ATA/986/2016 du 22.11.2016 ( PROF ) , REFUSE

RÉPUBLIQUE ET CANTON DE GENÈVE

POUVOIR JUDICIAIRE

A/3762/2016-PROF ATA/986/2016

 

COUR DE JUSTICE

Chambre administrative

Décision du 22 novembre 2016

sur effet suspensif

 

dans la cause

 

Monsieur A______
représenté par Me Jacques Bercher, avocat

contre

COMMISSION DU BARREAU

 



Attendu, en fait, que :

1. Monsieur A______, né le ______ 1934, a obtenu son brevet d'avocat en 1961 et exerce le métier d'avocat depuis les années 1960, exploitant son propre cabinet d'avocats.

2. Le 22 juin 2016, l'un des trois enfants de M. A______, psychiatre à Fribourg, a sollicité du Tribunal de protection de l'adulte et de l'enfant (ci-après : TPAE) l'instauration d'une mesure de protection en faveur de son père. L'entourage familial et professionnel de ce dernier, notamment les collaboratrices qu'il employait au sein de son cabinet, s'inquiétait de la dégradation de son état de santé, en particulier de troubles cognitifs l'empêchant d'exercer son activité d'avocat et plus particulièrement de superviser l'activité de son cabinet, qui employait quatre collaboratrices (soit une avocate collaboratrice, deux avocates stagiaires et une secrétaire).

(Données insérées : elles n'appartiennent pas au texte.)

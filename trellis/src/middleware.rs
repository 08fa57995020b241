//! Middleware registration through the container.
//!
//! Middlewares are addressed by string key: each configured entry ends up bound under
//! `"middlewares.<key>"` as a shared instance, so any part of the application can resolve a
//! [MiddlewarePtr] by name. An entry is either a ready-made instance or a container binding
//! resolved at boot time.

use crate::application::Application;
use crate::provider::ServiceProvider;
use derive_more::Constructor;
use futures::future::BoxFuture;
use futures::FutureExt;
use std::sync::Arc;
use thiserror::Error;
use tracing::debug;
use trellis_container::binding::BindingKey;
use trellis_container::instance::{convert_error, AnyInstancePtr, ErrorPtr};

/// Handler capability every middleware exposes.
pub trait Middleware: Send + Sync {
    fn handle(&self, request: AnyInstancePtr) -> Result<AnyInstancePtr, ErrorPtr>;
}

pub type MiddlewarePtr = Arc<dyn Middleware>;

/// A configured middleware: ready-made, or a container binding holding a [MiddlewarePtr].
#[derive(Clone)]
pub enum MiddlewareRegistration {
    Instance(MiddlewarePtr),
    Binding(BindingKey),
}

#[derive(Error, Debug)]
pub enum MiddlewareError {
    #[error("Middleware binding '{0}' is not resolvable")]
    UnresolvedBinding(String),
}

/// Binding key for a registered middleware.
pub fn middleware_binding(key: &str) -> BindingKey {
    BindingKey::named(format!("middlewares.{key}"))
}

/// Publishes the configured middlewares into the container, keeping declaration order.
#[derive(Constructor, Default)]
pub struct MiddlewareServiceProvider {
    middlewares: Vec<(String, MiddlewareRegistration)>,
}

impl MiddlewareServiceProvider {
    fn add_middleware(
        app: &mut Application,
        key: &str,
        registration: &MiddlewareRegistration,
    ) -> Result<(), ErrorPtr> {
        let middleware: MiddlewarePtr = match registration {
            MiddlewareRegistration::Instance(instance) => instance.clone(),
            MiddlewareRegistration::Binding(binding) => app
                .container_mut()
                .make::<MiddlewarePtr>(binding)?
                .map(|resolved| resolved.as_ref().clone())
                .ok_or_else(|| {
                    convert_error(MiddlewareError::UnresolvedBinding(binding.to_string()))
                })?,
        };

        app.container_mut()
            .instance(middleware_binding(key), middleware);
        debug!("Registered middleware {key}");
        Ok(())
    }
}

impl ServiceProvider for MiddlewareServiceProvider {
    fn name(&self) -> &'static str {
        "MiddlewareServiceProvider"
    }

    fn boot<'a>(&'a mut self, app: &'a mut Application) -> BoxFuture<'a, Result<(), ErrorPtr>> {
        async move {
            for (key, registration) in &self.middlewares {
                Self::add_middleware(app, key, registration)?;
            }

            Ok(())
        }
        .boxed()
    }
}
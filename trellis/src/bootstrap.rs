//! Discrete, independently-testable startup steps.
//!
//! An application is brought up by running an ordered list of [Bootstrapper]s through
//! [Application::bootstrap_with](crate::application::Application::bootstrap_with). The canonical
//! sequence is [LoadEnvironment] -> [LoadConfiguration] -> [RegisterProviders] ->
//! [BootProviders], but kernels are free to insert their own steps in between.

use crate::application::{config_binding, Application};
use crate::config::ConfigRepository;
use crate::provider::ServiceProvider;
use config::{Config, File};
use derive_more::Constructor;
use futures::future::BoxFuture;
use futures::FutureExt;
use itertools::Itertools;
use std::fs;
use std::mem;
use std::path::Path;
use thiserror::Error;
use tracing::{debug, info};
use trellis_container::binding::Producer;
use trellis_container::instance::{convert_error, AnyInstancePtr, ErrorPtr, InstancePtr};

/// One ordered step of the application's startup sequence.
pub trait Bootstrapper: Send {
    fn bootstrap<'a>(&'a mut self, app: &'a mut Application)
        -> BoxFuture<'a, Result<(), ErrorPtr>>;
}

#[derive(Error, Debug)]
pub enum BootstrapError {
    #[error("Unable to load the \"app\" configuration file.")]
    MissingAppSection,
    #[error("Unable to read configuration from {path}: {source}")]
    InvalidConfigFile {
        path: String,
        source: config::ConfigError,
    },
}

/// Loads the application's `.env` file into the process environment. A missing file is not an
/// error.
#[derive(Clone, Copy, Default)]
pub struct LoadEnvironment;

impl Bootstrapper for LoadEnvironment {
    fn bootstrap<'a>(
        &'a mut self,
        app: &'a mut Application,
    ) -> BoxFuture<'a, Result<(), ErrorPtr>> {
        async move {
            let path = app.env_path().join(app.env_file());
            if path.is_file() {
                dotenv::from_path(&path).map_err(convert_error)?;
                debug!("Loaded environment from {}", path.display());
            } else {
                debug!("No environment file at {}", path.display());
            }

            Ok(())
        }
        .boxed()
    }
}

/// Assembles the [ConfigRepository] and binds it - shared and pre-resolved - under `"config"`.
///
/// By default the application's configuration directory is scanned: every readable file becomes
/// one top-level section named after its stem, in lexicographic order. A pre-assembled repository
/// can be supplied instead, e.g. when configuration comes from code rather than files.
#[derive(Default)]
pub struct LoadConfiguration {
    repository: Option<ConfigRepository>,
}

impl LoadConfiguration {
    pub fn new() -> Self {
        Default::default()
    }

    /// Uses a pre-assembled repository instead of scanning the configuration directory.
    pub fn with_repository(repository: ConfigRepository) -> Self {
        Self {
            repository: Some(repository),
        }
    }

    fn load_config_files(path: &Path) -> Result<ConfigRepository, ErrorPtr> {
        let mut repository = ConfigRepository::new();

        for (stem, file) in Self::config_files(path) {
            let value = Config::builder()
                .add_source(File::from(file.as_path()))
                .build()
                .and_then(|config| config.try_deserialize::<config::Value>())
                .map_err(|source| {
                    convert_error(BootstrapError::InvalidConfigFile {
                        path: file.display().to_string(),
                        source,
                    })
                })?;

            repository.insert_section(stem, value);
        }

        if !repository.has_section("app") {
            return Err(convert_error(BootstrapError::MissingAppSection));
        }

        Ok(repository)
    }

    fn config_files(path: &Path) -> Vec<(String, std::path::PathBuf)> {
        const FORMATS: [&str; 5] = ["toml", "json", "yaml", "yml", "ini"];

        let entries = match fs::read_dir(path) {
            Ok(entries) => entries,
            Err(_) => return Vec::new(),
        };

        entries
            .flatten()
            .filter_map(|entry| {
                let path = entry.path();
                let extension = path.extension()?.to_str()?;
                if !FORMATS.contains(&extension) {
                    return None;
                }

                let stem = path.file_stem()?.to_str()?.to_string();
                path.is_file().then_some((stem, path))
            })
            .sorted_by(|(left, _), (right, _)| left.cmp(right))
            .collect()
    }
}

impl Bootstrapper for LoadConfiguration {
    fn bootstrap<'a>(
        &'a mut self,
        app: &'a mut Application,
    ) -> BoxFuture<'a, Result<(), ErrorPtr>> {
        async move {
            let repository = match self.repository.take() {
                Some(repository) => repository,
                None => Self::load_config_files(app.config_path())?,
            };

            let repository = InstancePtr::new(repository);
            app.container_mut().bind(
                config_binding(),
                Producer::value_ptr(repository.clone() as AnyInstancePtr),
                true,
            );
            app.container_mut()
                .instance_ptr(config_binding(), repository);

            info!("Configuration loaded");
            Ok(())
        }
        .boxed()
    }
}

/// Registers the configured providers in declaration order.
#[derive(Constructor, Default)]
pub struct RegisterProviders {
    providers: Vec<Box<dyn ServiceProvider>>,
}

impl Bootstrapper for RegisterProviders {
    fn bootstrap<'a>(
        &'a mut self,
        app: &'a mut Application,
    ) -> BoxFuture<'a, Result<(), ErrorPtr>> {
        async move {
            for provider in mem::take(&mut self.providers) {
                app.register(provider).await?;
            }

            Ok(())
        }
        .boxed()
    }
}

/// Boots every registered provider.
#[derive(Clone, Copy, Default)]
pub struct BootProviders;

impl Bootstrapper for BootProviders {
    fn bootstrap<'a>(
        &'a mut self,
        app: &'a mut Application,
    ) -> BoxFuture<'a, Result<(), ErrorPtr>> {
        async move { app.boot().await }.boxed()
    }
}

3. Le 2 septembre 2016, la Doctoresse B______ a adressé au TPAE un certificat médical détaillé.

L'intéressé présentait une dégradation de ses facultés intellectuelles depuis le début de l'année 2016, encore aggravée en avril 2016 avec des difficultés de mémorisation et des épisodes de désorientation spatio-temporelle. Une évaluation menée aux mois de juillet et août 2016 par la consultation de la mémoire des Hôpitaux universitaires de Genève (ci-après : HUG), avec un bilan neuropsychologique et neuropsychiatrique et une imagerie à résonance magnétique (ci-après : IRM), avait conclu à une démence mixte (Alzheimer et microangiopathie), associée à un parkinsonisme vasculaire.

La Dresse B______ considérait dès lors qu'en raison de l'atteinte déjà marquée des fonctions supérieures et de l'évolution irrémédiable de la démence, M. A______ était empêché d'assurer lui-même la sauvegarde de ses intérêts, et ce de manière durable. Il était en revanche encore apte à désigner un mandataire, mais incapable d'en contrôler l'activité de façon appropriée. Son audition était admissible pourvu qu'il fût accompagné.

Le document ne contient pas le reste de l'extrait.